A Bowman at Towton - Part One
Created | Updated Feb 19, 2006
Author's Note: This piece came about when a friend mentioned that his 11-year-old twins had taken part in a school project on the Battle of Towton. Working in groups, the children had to invent a character and then tell the story of the battle and its context through this character's experience. My friend was clearly impressed by their 'Diary of John Hand'. It Judging from his description, it must have mixed historical detail with some touching and thought-provoking views about brotherhood and chivalry. I was struck too, and so I read up on the battle a little and got hooked. I soon found myself writing my own take on John Hand's life.
Towton remains the bloodiest battle so far fought on British soil. The historical facts here are authentic, or at least true to contemporary records. (What war diary is ever true?) Everything happened pretty much as described, except for the personal involvement of John Hand himself. As for John's depiction: he's more true-to-life than another better-known Nottingham bowman, in my opinion, anyway.
For The Post, the piece has been split into three parts. I had hopes that this might make the Edited Guide, but an imaginary hero proved too much for the sticklers. I hope you enjoy it anyway.
Pinniped - January 2006
I was young and headstrong in those days. It was in the early summer of 1485, in the manor-yard at Carlton Barron, that I heard the soldiers speak. Their oratory filled me with a burning desire to right wrongs. This land of ours had been sloughed in war so long that nobody remembered anything else. I thought there was a chance back then, to end it all through one last contest and to claim a long-sought respite. So it was that I resolved to fight for York, just as my father had done. There was a purpose in my step as I strode back to the house.
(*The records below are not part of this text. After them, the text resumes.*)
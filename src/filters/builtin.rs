//! Built-in admission filters: URL glob patterns, host lists, content types.

use std::collections::HashSet;

use futures::FutureExt;
use futures::future::BoxFuture;
use regex::{Regex, RegexBuilder};

use super::{FilterContext, UrlFilter};
use crate::urlnorm;

/// Admits URLs matching any of a set of glob-style patterns.
///
/// `*` spans any run of characters, `?` matches exactly one; every other
/// regex metacharacter is escaped. Matching is case-insensitive and
/// anchored to the full URL. A blank pattern list admits everything.
pub struct UrlPatternFilter {
    patterns: Vec<Regex>,
}

impl UrlPatternFilter {
    #[must_use]
    pub fn new<I, S>(patterns: I) -> Self
    where
        I: IntoIterator<Item = S>,
        S: AsRef<str>,
    {
        let mut compiled = Vec::new();
        for pattern in patterns {
            let pattern = pattern.as_ref().trim();
            if pattern.is_empty() {
                continue;
            }
            match RegexBuilder::new(&glob_to_regex(pattern))
                .case_insensitive(true)
                .build()
            {
                Ok(regex) => compiled.push(regex),
                Err(e) => log::warn!(
                    target: "mdcrawl::filters",
                    "skipping unusable URL pattern {pattern:?}: {e}"
                ),
            }
        }
        Self { patterns: compiled }
    }
}

/// Compile a glob into an anchored regex, once at construction time so the
/// hot path never compiles patterns.
fn glob_to_regex(glob: &str) -> String {
    let mut out = String::with_capacity(glob.len() + 8);
    out.push('^');
    for ch in glob.chars() {
        match ch {
            '*' => out.push_str(".*"),
            '?' => out.push('.'),
            _ => out.push_str(&regex::escape(ch.encode_utf8(&mut [0u8; 4]))),
        }
    }
    out.push('$');
    out
}

impl UrlFilter for UrlPatternFilter {
    fn admit<'a>(&'a self, url: &'a str, _ctx: &'a FilterContext) -> BoxFuture<'a, bool> {
        let admitted =
            self.patterns.is_empty() || self.patterns.iter().any(|regex| regex.is_match(url));
        futures::future::ready(admitted).boxed()
    }
}

/// Admits or rejects URLs by hostname.
///
/// Hosts are lower-cased and trimmed at construction. A URL with an
/// unparsable host is rejected outright; a blocked host is rejected even
/// when it also appears on the allow-list; otherwise an empty allow-list
/// admits any host.
pub struct DomainFilter {
    allowed: HashSet<String>,
    blocked: HashSet<String>,
}

impl DomainFilter {
    #[must_use]
    pub fn new<I, S>(allowed: I, blocked: I) -> Self
    where
        I: IntoIterator<Item = S>,
        S: AsRef<str>,
    {
        Self {
            allowed: normalize_hosts(allowed),
            blocked: normalize_hosts(blocked),
        }
    }
}

fn normalize_hosts<I, S>(hosts: I) -> HashSet<String>
where
    I: IntoIterator<Item = S>,
    S: AsRef<str>,
{
    hosts
        .into_iter()
        .map(|host| host.as_ref().trim().to_lowercase())
        .filter(|host| !host.is_empty())
        .collect()
}

impl UrlFilter for DomainFilter {
    fn admit<'a>(&'a self, url: &'a str, _ctx: &'a FilterContext) -> BoxFuture<'a, bool> {
        let admitted = match urlnorm::host_of(url) {
            None => false,
            Some(host) => {
                !self.blocked.contains(&host)
                    && (self.allowed.is_empty() || self.allowed.contains(&host))
            }
        };
        futures::future::ready(admitted).boxed()
    }
}

/// Admits pages whose content type contains one of the allowed substrings.
///
/// Candidates without a known content type (anything not yet fetched) are
/// admitted on the benefit of the doubt. An empty allowed list admits
/// everything.
pub struct ContentTypeFilter {
    allowed: Vec<String>,
}

impl ContentTypeFilter {
    #[must_use]
    pub fn new<I, S>(allowed: I) -> Self
    where
        I: IntoIterator<Item = S>,
        S: AsRef<str>,
    {
        Self {
            allowed: allowed
                .into_iter()
                .map(|ct| ct.as_ref().trim().to_lowercase())
                .filter(|ct| !ct.is_empty())
                .collect(),
        }
    }
}

impl UrlFilter for ContentTypeFilter {
    fn admit<'a>(&'a self, _url: &'a str, ctx: &'a FilterContext) -> BoxFuture<'a, bool> {
        let admitted = self.allowed.is_empty()
            || match &ctx.content_type {
                None => true,
                Some(content_type) => {
                    let content_type = content_type.to_lowercase();
                    self.allowed.iter().any(|ct| content_type.contains(ct))
                }
            };
        futures::future::ready(admitted).boxed()
    }
}

#[cfg(test)]
mod tests {
    use super::*;

    fn ctx() -> FilterContext {
        FilterContext {
            url: "https://example.com/".into(),
            seed_host: "example.com".into(),
            ..FilterContext::default()
        }
    }

    #[tokio::test]
    async fn pattern_filter_globs_and_anchors() {
        let filter = UrlPatternFilter::new(["https://example.com/docs/*"]);
        assert!(filter.admit("https://example.com/docs/intro", &ctx()).await);
        assert!(filter.admit("HTTPS://EXAMPLE.COM/DOCS/INTRO", &ctx()).await);
        assert!(!filter.admit("https://example.com/blog/post", &ctx()).await);
        // Anchored: a match must cover the whole URL.
        assert!(!filter.admit("prefix https://example.com/docs/x", &ctx()).await);
    }

    #[tokio::test]
    async fn pattern_filter_question_mark_is_single_char() {
        let filter = UrlPatternFilter::new(["https://example.com/p?"]);
        assert!(filter.admit("https://example.com/p1", &ctx()).await);
        assert!(!filter.admit("https://example.com/p12", &ctx()).await);
    }

    #[tokio::test]
    async fn pattern_filter_escapes_metacharacters() {
        let filter = UrlPatternFilter::new(["https://example.com/a.b"]);
        assert!(filter.admit("https://example.com/a.b", &ctx()).await);
        assert!(!filter.admit("https://example.com/aXb", &ctx()).await);
    }

    #[tokio::test]
    async fn blank_pattern_list_admits_everything() {
        let filter = UrlPatternFilter::new(["", "   "]);
        assert!(filter.admit("https://anything.test/", &ctx()).await);
    }

    #[tokio::test]
    async fn domain_filter_block_beats_allow() {
        let filter = DomainFilter::new(vec!["example.com"], vec!["example.com"]);
        assert!(!filter.admit("https://example.com/x", &ctx()).await);
    }

    #[tokio::test]
    async fn domain_filter_allow_list() {
        let filter = DomainFilter::new(vec![" Example.COM "], Vec::new());
        assert!(filter.admit("https://example.com/x", &ctx()).await);
        assert!(!filter.admit("https://other.test/x", &ctx()).await);
    }

    #[tokio::test]
    async fn domain_filter_empty_allow_admits_unblocked() {
        let filter = DomainFilter::new(Vec::<String>::new(), vec!["bad.test".to_string()]);
        assert!(filter.admit("https://good.test/", &ctx()).await);
        assert!(!filter.admit("https://bad.test/", &ctx()).await);
        assert!(!filter.admit("not-a-url", &ctx()).await);
    }

    #[tokio::test]
    async fn content_type_filter_substring_match() {
        let filter = ContentTypeFilter::new(["text/html"]);
        let mut context = ctx();
        context.content_type = Some("Text/HTML; charset=utf-8".into());
        assert!(filter.admit("https://example.com/", &context).await);
        context.content_type = Some("application/pdf".into());
        assert!(!filter.admit("https://example.com/", &context).await);
        // Unknown content type gets the benefit of the doubt.
        context.content_type = None;
        assert!(filter.admit("https://example.com/", &context).await);
    }

    #[tokio::test]
    async fn content_type_filter_empty_list_admits() {
        let filter = ContentTypeFilter::new(Vec::<String>::new());
        let mut context = ctx();
        context.content_type = Some("application/octet-stream".into());
        assert!(filter.admit("https://example.com/", &context).await);
    }
}
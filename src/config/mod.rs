//! Crawl configuration.
//!
//! A [`CrawlConfig`] is assembled with chained `with_*` calls and then
//! handed to the crawler, which reads it through the getters and never
//! mutates it.

use std::fmt;
use std::future::Future;
use std::sync::Arc;

use futures::FutureExt;

use crate::crawl_engine::{
    CheckpointHook, CrawlSnapshot, PageResult, ResultHook, StopSignal,
};
use crate::filters::FilterChain;
use crate::scoring::UrlScorer;

pub const DEFAULT_MAX_DEPTH: usize = 3;
pub const DEFAULT_MAX_PAGES: usize = 100;

/// Which frontier discipline drives the traversal.
#[derive(Debug, Clone, Copy, Default, PartialEq, Eq)]
pub enum CrawlStrategy {
    /// Layer-by-layer FIFO order.
    #[default]
    BreadthFirst,
    /// Highest-scored pending page first.
    BestFirst,
}

/// Configuration for a single crawl run.
#[derive(Clone)]
pub struct CrawlConfig {
    seed_url: String,
    strategy: CrawlStrategy,
    max_depth: usize,
    max_pages: usize,
    include_external: bool,
    filter_chain: FilterChain,
    scorer: Option<Arc<dyn UrlScorer>>,
    score_threshold: Option<f64>,
    initial_state: Option<CrawlSnapshot>,
    checkpoint_every: Option<usize>,
    result_hook: Option<ResultHook>,
    checkpoint_hook: Option<CheckpointHook>,
    stop_signal: Option<StopSignal>,
}

impl CrawlConfig {
    #[must_use]
    pub fn new(seed_url: impl Into<String>) -> Self {
        Self {
            seed_url: seed_url.into(),
            strategy: CrawlStrategy::default(),
            max_depth: DEFAULT_MAX_DEPTH,
            max_pages: DEFAULT_MAX_PAGES,
            include_external: false,
            filter_chain: FilterChain::new(),
            scorer: None,
            score_threshold: None,
            initial_state: None,
            checkpoint_every: None,
            result_hook: None,
            checkpoint_hook: None,
            stop_signal: None,
        }
    }

    #[must_use]
    pub fn with_strategy(mut self, strategy: CrawlStrategy) -> Self {
        self.strategy = strategy;
        self
    }

    #[must_use]
    pub fn with_max_depth(mut self, max_depth: usize) -> Self {
        self.max_depth = max_depth;
        self
    }

    /// A budget of zero would never crawl anything, so it clamps to one.
    #[must_use]
    pub fn with_max_pages(mut self, max_pages: usize) -> Self {
        self.max_pages = max_pages.max(1);
        self
    }

    /// Allow links whose host differs from the seed's host.
    #[must_use]
    pub fn with_include_external(mut self, include_external: bool) -> Self {
        self.include_external = include_external;
        self
    }

    #[must_use]
    pub fn with_filter_chain(mut self, chain: FilterChain) -> Self {
        self.filter_chain = chain;
        self
    }

    #[must_use]
    pub fn with_scorer(mut self, scorer: Arc<dyn UrlScorer>) -> Self {
        self.scorer = Some(scorer);
        self
    }

    /// Discovered links scoring below this value are silently dropped.
    /// The seed is enqueued before scoring and is never subject to it.
    #[must_use]
    pub fn with_score_threshold(mut self, threshold: f64) -> Self {
        self.score_threshold = Some(threshold);
        self
    }

    /// Resume from a previously captured snapshot.
    #[must_use]
    pub fn with_initial_state(mut self, snapshot: CrawlSnapshot) -> Self {
        self.initial_state = Some(snapshot);
        self
    }

    /// Emit a checkpoint snapshot every `every` processed pages. Zero
    /// disables cadence checkpoints; the finishing snapshot still fires.
    #[must_use]
    pub fn with_checkpoint_every(mut self, every: usize) -> Self {
        self.checkpoint_every = Some(every);
        self
    }

    /// Async callback awaited after every appended result node.
    #[must_use]
    pub fn with_on_result<F, Fut>(mut self, hook: F) -> Self
    where
        F: Fn(PageResult) -> Fut + Send + Sync + 'static,
        Fut: Future<Output = ()> + Send + 'static,
    {
        self.result_hook = Some(Arc::new(move |result| hook(result).boxed()));
        self
    }

    /// Async callback awaited with every checkpoint snapshot.
    #[must_use]
    pub fn with_on_checkpoint<F, Fut>(mut self, hook: F) -> Self
    where
        F: Fn(CrawlSnapshot) -> Fut + Send + Sync + 'static,
        Fut: Future<Output = ()> + Send + 'static,
    {
        self.checkpoint_hook = Some(Arc::new(move |snapshot| hook(snapshot).boxed()));
        self
    }

    #[must_use]
    pub fn with_stop_signal(mut self, signal: StopSignal) -> Self {
        self.stop_signal = Some(signal);
        self
    }

    #[must_use]
    pub fn seed_url(&self) -> &str {
        &self.seed_url
    }

    #[must_use]
    pub fn strategy(&self) -> CrawlStrategy {
        self.strategy
    }

    #[must_use]
    pub fn max_depth(&self) -> usize {
        self.max_depth
    }

    #[must_use]
    pub fn max_pages(&self) -> usize {
        self.max_pages
    }

    #[must_use]
    pub fn include_external(&self) -> bool {
        self.include_external
    }

    #[must_use]
    pub fn filter_chain(&self) -> &FilterChain {
        &self.filter_chain
    }

    #[must_use]
    pub fn scorer(&self) -> Option<&Arc<dyn UrlScorer>> {
        self.scorer.as_ref()
    }

    #[must_use]
    pub fn score_threshold(&self) -> Option<f64> {
        self.score_threshold
    }

    #[must_use]
    pub fn initial_state(&self) -> Option<&CrawlSnapshot> {
        self.initial_state.as_ref()
    }

    #[must_use]
    pub fn checkpoint_every(&self) -> Option<usize> {
        self.checkpoint_every
    }

    #[must_use]
    pub fn result_hook(&self) -> Option<&ResultHook> {
        self.result_hook.as_ref()
    }

    #[must_use]
    pub fn checkpoint_hook(&self) -> Option<&CheckpointHook> {
        self.checkpoint_hook.as_ref()
    }

    #[must_use]
    pub fn stop_signal(&self) -> Option<&StopSignal> {
        self.stop_signal.as_ref()
    }
}

impl fmt::Debug for CrawlConfig {
    fn fmt(&self, f: &mut fmt::Formatter<'_>) -> fmt::Result {
        f.debug_struct("CrawlConfig")
            .field("seed_url", &self.seed_url)
            .field("strategy", &self.strategy)
            .field("max_depth", &self.max_depth)
            .field("max_pages", &self.max_pages)
            .field("include_external", &self.include_external)
            .field("filter_chain", &self.filter_chain)
            .field("has_scorer", &self.scorer.is_some())
            .field("score_threshold", &self.score_threshold)
            .field("has_initial_state", &self.initial_state.is_some())
            .field("checkpoint_every", &self.checkpoint_every)
            .field("has_result_hook", &self.result_hook.is_some())
            .field("has_checkpoint_hook", &self.checkpoint_hook.is_some())
            .field("has_stop_signal", &self.stop_signal.is_some())
            .finish()
    }
}

#[cfg(test)]
mod tests {
    use super::*;

    #[test]
    fn defaults_are_sensible() {
        let config = CrawlConfig::new("https://docs.example.com");
        assert_eq!(config.seed_url(), "https://docs.example.com");
        assert_eq!(config.strategy(), CrawlStrategy::BreadthFirst);
        assert_eq!(config.max_depth(), DEFAULT_MAX_DEPTH);
        assert_eq!(config.max_pages(), DEFAULT_MAX_PAGES);
        assert!(!config.include_external());
        assert!(config.filter_chain().is_empty());
        assert!(config.scorer().is_none());
        assert!(config.score_threshold().is_none());
        assert!(config.checkpoint_every().is_none());
    }

    #[test]
    fn zero_page_budget_clamps_to_one() {
        let config = CrawlConfig::new("https://docs.example.com").with_max_pages(0);
        assert_eq!(config.max_pages(), 1);
    }

    #[test]
    fn builder_chains_accumulate() {
        let signal = StopSignal::new();
        let config = CrawlConfig::new("https://docs.example.com")
            .with_strategy(CrawlStrategy::BestFirst)
            .with_max_depth(5)
            .with_max_pages(20)
            .with_include_external(true)
            .with_score_threshold(0.25)
            .with_checkpoint_every(10)
            .with_stop_signal(signal.clone())
            .with_on_result(|_result| async {});
        assert_eq!(config.strategy(), CrawlStrategy::BestFirst);
        assert_eq!(config.max_depth(), 5);
        assert_eq!(config.max_pages(), 20);
        assert!(config.include_external());
        assert_eq!(config.score_threshold(), Some(0.25));
        assert_eq!(config.checkpoint_every(), Some(10));
        assert!(config.result_hook().is_some());
        assert!(config.stop_signal().is_some());
        signal.trigger();
        assert!(config.stop_signal().is_some_and(StopSignal::is_triggered));
    }

    #[test]
    fn debug_omits_callback_internals() {
        let config = CrawlConfig::new("https://docs.example.com")
            .with_on_checkpoint(|_snapshot| async {});
        let rendered = format!("{config:?}");
        assert!(rendered.contains("has_checkpoint_hook: true"));
        assert!(rendered.contains("has_result_hook: false"));
    }
}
He was still in the little field, hoe in hand, as I approached. I told him simply that I had decided to go to the war, and he looked at me with his dark eyes and there was a long silence. I could never tell what he was thinking, not in those days when I was too impatient to understand his circumspection. Finally, he said that he would fetch the bow.
He took it down from its place in the rafters and he closed my fingers about the grip. There was only the great stave and a broken string, still twined to the knocks. There were no arrows nor any of the other tools and small items he must once have possessed. My father, I knew, had no desire to maintain the weapon. His attachment was only to the wood.
'If you must fight,' he said, quietly, 'then do so as a bowman. I do not want my son hacked to pieces in the press.'
'You don't want me to fight at all,' I said, sullenly. 'But it's my choice, not yours.'
He put his hand on my shoulder, and I struggled to feel like a man of twenty years instead of a child. 'If you will hear of my experience, then you might choose better,' he said.
'How long will it take?' I demanded, my impatience still brimming.
'Fetch the hoe,' he said. 'We're finished out there for today.' When I returned with it, he was sitting on the ground with his back to the water-trough and the sun was straight overhead. He motioned to me to sit beside him, but I was determined to remain standing and so get this over with quickly.
'You fought at Towton,' I sneered. 'I know all that already.'
He gave me the slow gaze again. 'That was not my first battle,' he replied, evenly. 'Did you ever hear of Formigny?'
I hadn't. It sounded French, and I said so.
'Let's start at the beginning,' he said.
My father's name was John Hand, and he was born in Nottingham. These are the things I was taught by him that day, and on many days afterwards, as I learned to listen better and to think more carefully.
In the weeks leading up to the momentous Eastertide of 1461, the Houses of Lancaster and York agreed about one thing only: the coming battle would be winner-takes-all.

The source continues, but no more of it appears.